Certainly a rash from
eating strawberries should have cleared in less than a week. And if it wasn't from
eating strawberries, Linda reasoned that the antifungal ointment might simply be
masking some other more serious health problem such as diabetes (which might manifest
with skin rashes due to the excretion of sugar to the skin on diabetics.) Unfortunately
Sandra and the Home Care Agency Administrator both chose to ignore Linda's concerns.
Linda came to me for advice.
Linda's physical assessment and reasoning were excellent. Mrs. Douglas had been receiving
two skilled nursing visits each day to do something (apply ointment) that she was physically
capable of doing herself. Her rash should have cleared within a week and when it failed to
clear, reappearing elsewhere instead, the doctor should have been notified personally.
Sandra had a duty as a patient advocate to follow-up on these things and arrange for a
doctor's office visit when the rash did not clear. Sandra was obviously receiving
substantial financial benefit from twice daily visits as was the home health agency involved.
I encouraged Linda to first contact Dr. Samuels with her patient care concerns and then
report her observations directly to the insurance company. She would also need to find
another more ethical home health agency if she wished to continue in this field of nursing.

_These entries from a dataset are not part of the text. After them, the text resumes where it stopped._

//! Structural invariants of a board.
//!
//! These hold for every board reachable by legal play. They are checked in
//! debug builds after each applied move and can be tested independently.

use crate::{Board, Cell, Player};

/// A logical property that must hold for a given state.
pub trait Invariant<S> {
    /// Checks if the invariant holds for the given state.
    fn holds(state: &S) -> bool;

    /// Human-readable description of the invariant.
    fn description() -> &'static str;
}

/// Violation of an invariant.
#[derive(Debug, Clone, PartialEq, Eq)]
pub struct InvariantViolation {
    /// Description of the violated invariant.
    pub description: String,
}

impl InvariantViolation {
    /// Creates a new invariant violation.
    pub fn new(description: impl Into<String>) -> Self {
        Self {
            description: description.into(),
        }
    }
}

/// A set of invariants that can be checked together.
pub trait InvariantSet<S> {
    /// Checks all invariants in the set, collecting every violation.
    fn check_all(state: &S) -> Result<(), Vec<InvariantViolation>>;
}

impl<S, I1, I2> InvariantSet<S> for (I1, I2)
where
    I1: Invariant<S>,
    I2: Invariant<S>,
{
    fn check_all(state: &S) -> Result<(), Vec<InvariantViolation>> {
        let mut violations = Vec::new();

        if !I1::holds(state) {
            violations.push(InvariantViolation::new(I1::description()));
        }

        if !I2::holds(state) {
            violations.push(InvariantViolation::new(I2::description()));
        }

        if violations.is_empty() {
            Ok(())
        } else {
            Err(violations)
        }
    }
}

/// Invariant: the occupied count matches the number of non-empty cells.
pub struct OccupiedCountInvariant;

impl Invariant<Board> for OccupiedCountInvariant {
    fn holds(board: &Board) -> bool {
        let filled = board
            .cells()
            .iter()
            .filter(|cell| **cell != Cell::Empty)
            .count();
        filled == board.occupied_count()
    }

    fn description() -> &'static str {
        "Occupied count matches the non-empty cells"
    }
}

/// Invariant: X moves first and the players alternate.
///
/// X has as many marks as O or exactly one more, and the recorded last mover
/// agrees with the mark counts.
pub struct AlternatingMarksInvariant;

impl Invariant<Board> for AlternatingMarksInvariant {
    fn holds(board: &Board) -> bool {
        let count = |player| {
            board
                .cells()
                .iter()
                .filter(|cell| **cell == Cell::Occupied(player))
                .count()
        };
        let (x, o) = (count(Player::X), count(Player::O));

        match board.last_mover() {
            None => x == 0 && o == 0,
            Some(Player::X) => x == o + 1,
            Some(Player::O) => x == o && o > 0,
        }
    }

    fn description() -> &'static str {
        "Players alternate starting with X"
    }
}

/// All board invariants as a composable set.
pub type BoardInvariants = (OccupiedCountInvariant, AlternatingMarksInvariant);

Mrs. Douglas was not guilty of defrauding her insurance company. She was simply lonely
and had placed her trust in those who promised to help her.

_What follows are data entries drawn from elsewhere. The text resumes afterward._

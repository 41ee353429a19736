//! Contestant trait and implementations.

mod advisor;
mod human;

pub use advisor::Advisor;
pub use human::Human;

use anyhow::Result;
use ttt_engine::{Board, Position};

/// Something that picks moves: a person at the terminal or the advisor.
pub trait Contestant {
    /// Picks a move for the player to move on `board`.
    ///
    /// Returns `None` when the contestant withdraws from the game.
    fn choose(&mut self, board: &Board) -> Result<Option<Position>>;

    /// Returns the contestant's display name.
    fn name(&self) -> &str;
}
//! Post list view-state
//!
//! Mirrors the original list component: fetch once on mount behind a
//! loading flag, then prepend newly created posts locally. The list is
//! not re-fetched after a create, so it can drift from the server when
//! other clients write concurrently.

use super::{ApiClient, Post};

/// The post list as the UI sees it
#[derive(Debug, Clone, Default, PartialEq, Eq)]
pub struct PostListView {
    /// Posts in display order (newest first once `add_post` is used)
    pub posts: Vec<Post>,
    /// Whether the initial fetch is in flight
    pub is_loading: bool,
}

impl PostListView {
    /// Create an empty, idle view
    pub fn new() -> Self {
        Self::default()
    }

    /// Fetch the post list (the on-mount effect)
    ///
    /// Sets the loading flag for the duration of the request. A failed
    /// fetch is logged and leaves the list empty with the flag cleared;
    /// no error state is rendered.
    pub async fn load(&mut self, client: &ApiClient) {
        self.is_loading = true;

        match client.list_posts().await {
            Ok(posts) => self.posts = posts,
            Err(e) => tracing::warn!("failed to load posts: {}", e),
        }

        self.is_loading = false;
    }

    /// Prepend a freshly created post
    ///
    /// Called by the creation form with the backend's response (which
    /// carries the server-assigned id). The list is not re-fetched.
    pub fn add_post(&mut self, post: Post) {
        self.posts.insert(0, post);
    }
}

#[cfg(test)]
mod tests {
    use super::*;
    use crate::client::test_support::{spawn_backend, unreachable_backend};

    fn test_post(id: i64, title: &str) -> Post {
        Post {
            id,
            title: title.to_string(),
            content: "body".to_string(),
        }
    }

    #[test]
    fn test_starts_empty_and_idle() {
        let view = PostListView::new();
        assert!(view.posts.is_empty());
        assert!(!view.is_loading);
    }

    #[test]
    fn test_add_post_prepends() {
        let mut view = PostListView::new();
        view.posts = vec![test_post(1, "old")];

        view.add_post(test_post(2, "new"));

        assert_eq!(view.posts.len(), 2);
        assert_eq!(view.posts[0].title, "new");
        assert_eq!(view.posts[1].title, "old");
    }

    #[tokio::test]
    async fn test_load_fetches_posts_and_clears_loading() {
        let base_url = spawn_backend().await;
        let client = ApiClient::new(&base_url).unwrap();

        client.create_post("T", "C").await.expect("Create failed");

        let mut view = PostListView::new();
        view.load(&client).await;

        assert!(!view.is_loading);
        assert_eq!(view.posts.len(), 1);
        assert_eq!(view.posts[0].title, "T");
        assert_eq!(view.posts[0].content, "C");
    }

    #[tokio::test]
    async fn test_load_failure_leaves_empty_list_and_clears_loading() {
        let client = ApiClient::new(unreachable_backend()).unwrap();

        let mut view = PostListView::new();
        view.load(&client).await;

        assert!(!view.is_loading);
        assert!(view.posts.is_empty());
    }

    #[tokio::test]
    async fn test_create_then_add_post_grows_list_by_one_without_refetch() {
        let base_url = spawn_backend().await;
        let client = ApiClient::new(&base_url).unwrap();

        // Mount with an existing post
        client.create_post("old", "x").await.expect("Create failed");
        let mut view = PostListView::new();
        view.load(&client).await;
        let len_before = view.posts.len();

        // The form submits, then hands the response to the view
        let created = client.create_post("T", "C").await.expect("Create failed");
        view.add_post(created.clone());

        assert_eq!(view.posts.len(), len_before + 1);
        assert_eq!(view.posts[0], created);
        assert!(view.posts[0].id > 0);
    }
}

Dr. Samuels was not negligent, nor guilty of insurance fraud. He simply trusted a home
health agency to act in a competent, professional manner. He acted appropriately given
the reports he received, but he was not told about the strawberries and he didn't
realize when he renewed the antifungal ointment prescription that it was not a completely
different rash he was treating.
Sandra was an "experienced" home health nurse. She had survived many slow periods with
the agency when the patient population had declined and visits were scarce. Sadly for
her patients, including Mrs. Douglas, what Sandra had learned from her "experience" was
not in the realm of ethics or physical assessment. A simple review of Mrs. Douglas' home
health chart would show that more than 75% of the visits made were unnecessary and that
Mrs. Douglas should have been taken to Doctor Samuels immediately for further evaluation
when her rash did not clear completely in the first week. In this case, Sandra may have
actually masked symptoms of diabetes with the continued use of antifungal ointment without
further diagnostic studies.
Case Management was also ineffective in Mrs. Douglas' case as Sandra was operating in a
dual capacity. Sandra was not only the visiting nurse, but also the agency's Supervising
Nurse "substantiating the need for additional twice daily visits" on a weekly basis.

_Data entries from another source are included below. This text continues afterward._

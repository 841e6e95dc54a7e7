//! minipost - a small session-backed posts service
//!
//! The crate is split into a backend (HTTP API over axum, users and posts
//! in SQLite, sessions in a pluggable store) and a `client` module holding
//! the typed API client and the view-state a single-page frontend keeps.

pub mod api;
pub mod client;
pub mod config;
pub mod db;
pub mod models;
pub mod services;
pub mod store;
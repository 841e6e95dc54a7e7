//! Session store layer
//!
//! Sessions are short-lived (90 minutes by default) and never outlive the
//! process's interest in them, so they live in a dedicated store rather
//! than the SQL database:
//! - In-memory store (moka) - default, for tests and single-instance
//!   deployment
//! - Redis store - optional, for deployments that share sessions across
//!   instances
//!
//! The store driver is selected based on configuration.

pub mod memory;
#[cfg(feature = "redis-session")]
pub mod redis;

use anyhow::Result;
use async_trait::async_trait;
use std::sync::Arc;
use std::time::Duration;

use crate::config::{SessionConfig, SessionDriver};
use crate::models::Session;

pub use memory::MemoryStore;
#[cfg(feature = "redis-session")]
pub use redis::RedisStore;

/// Session store trait
///
/// Backends are expected to expire entries on their own once the
/// session's TTL elapses; callers still re-check `Session::is_expired`
/// as stores only guarantee best-effort eviction.
#[async_trait]
pub trait SessionStore: Send + Sync {
    /// Store a session under its token
    async fn insert(&self, session: &Session) -> Result<()>;

    /// Look up a session by token
    async fn get(&self, id: &str) -> Result<Option<Session>>;

    /// Remove a session; unknown tokens are a no-op
    async fn remove(&self, id: &str) -> Result<()>;
}

impl std::fmt::Debug for dyn SessionStore {
    fn fmt(&self, f: &mut std::fmt::Formatter<'_>) -> std::fmt::Result {
        f.write_str("SessionStore")
    }
}

/// Type alias for a shared session store
pub type DynSessionStore = Arc<dyn SessionStore>;

/// Create a session store based on configuration
///
/// - `SessionDriver::Memory` - in-process store with the configured TTL
/// - `SessionDriver::Redis` - Redis store (requires the `redis-session`
///   feature and a `redis_url`)
pub async fn create_store(config: &SessionConfig) -> Result<DynSessionStore> {
    let ttl = Duration::from_secs(config.ttl_minutes * 60);

    match config.driver {
        SessionDriver::Memory => Ok(Arc::new(MemoryStore::with_ttl(ttl))),
        SessionDriver::Redis => {
            #[cfg(feature = "redis-session")]
            {
                let redis_url = config.redis_url.as_ref().ok_or_else(|| {
                    anyhow::anyhow!(
                        "Redis URL is required when using the redis session driver. \
                         Set 'redis_url' in the session configuration or use the \
                         MINIPOST_SESSION_REDIS_URL environment variable."
                    )
                })?;

                let store = RedisStore::new(redis_url).await?;
                Ok(Arc::new(store))
            }

            #[cfg(not(feature = "redis-session"))]
            {
                anyhow::bail!(
                    "Redis session driver is configured but the 'redis-session' feature \
                     is not enabled. Either build with `--features redis-session` or use \
                     the 'memory' session driver."
                )
            }
        }
    }
}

If you have any reason to suspect fraud in home health care; a wound that does not heal;
an infection or rash that does not resolve; recurrent reports of unobserved falls;
investigate. Review the nurses' notes with particular attention to descriptions of wounds,
sizes, healing and documented ability of patient to perform self care. Compare that
information with any notes made by the attending physician prior to discharge to home health.
And finally, if things are still suspicious and yet inconclusive, consider requesting a
change of home health agency on the case...it might prove very enlightening.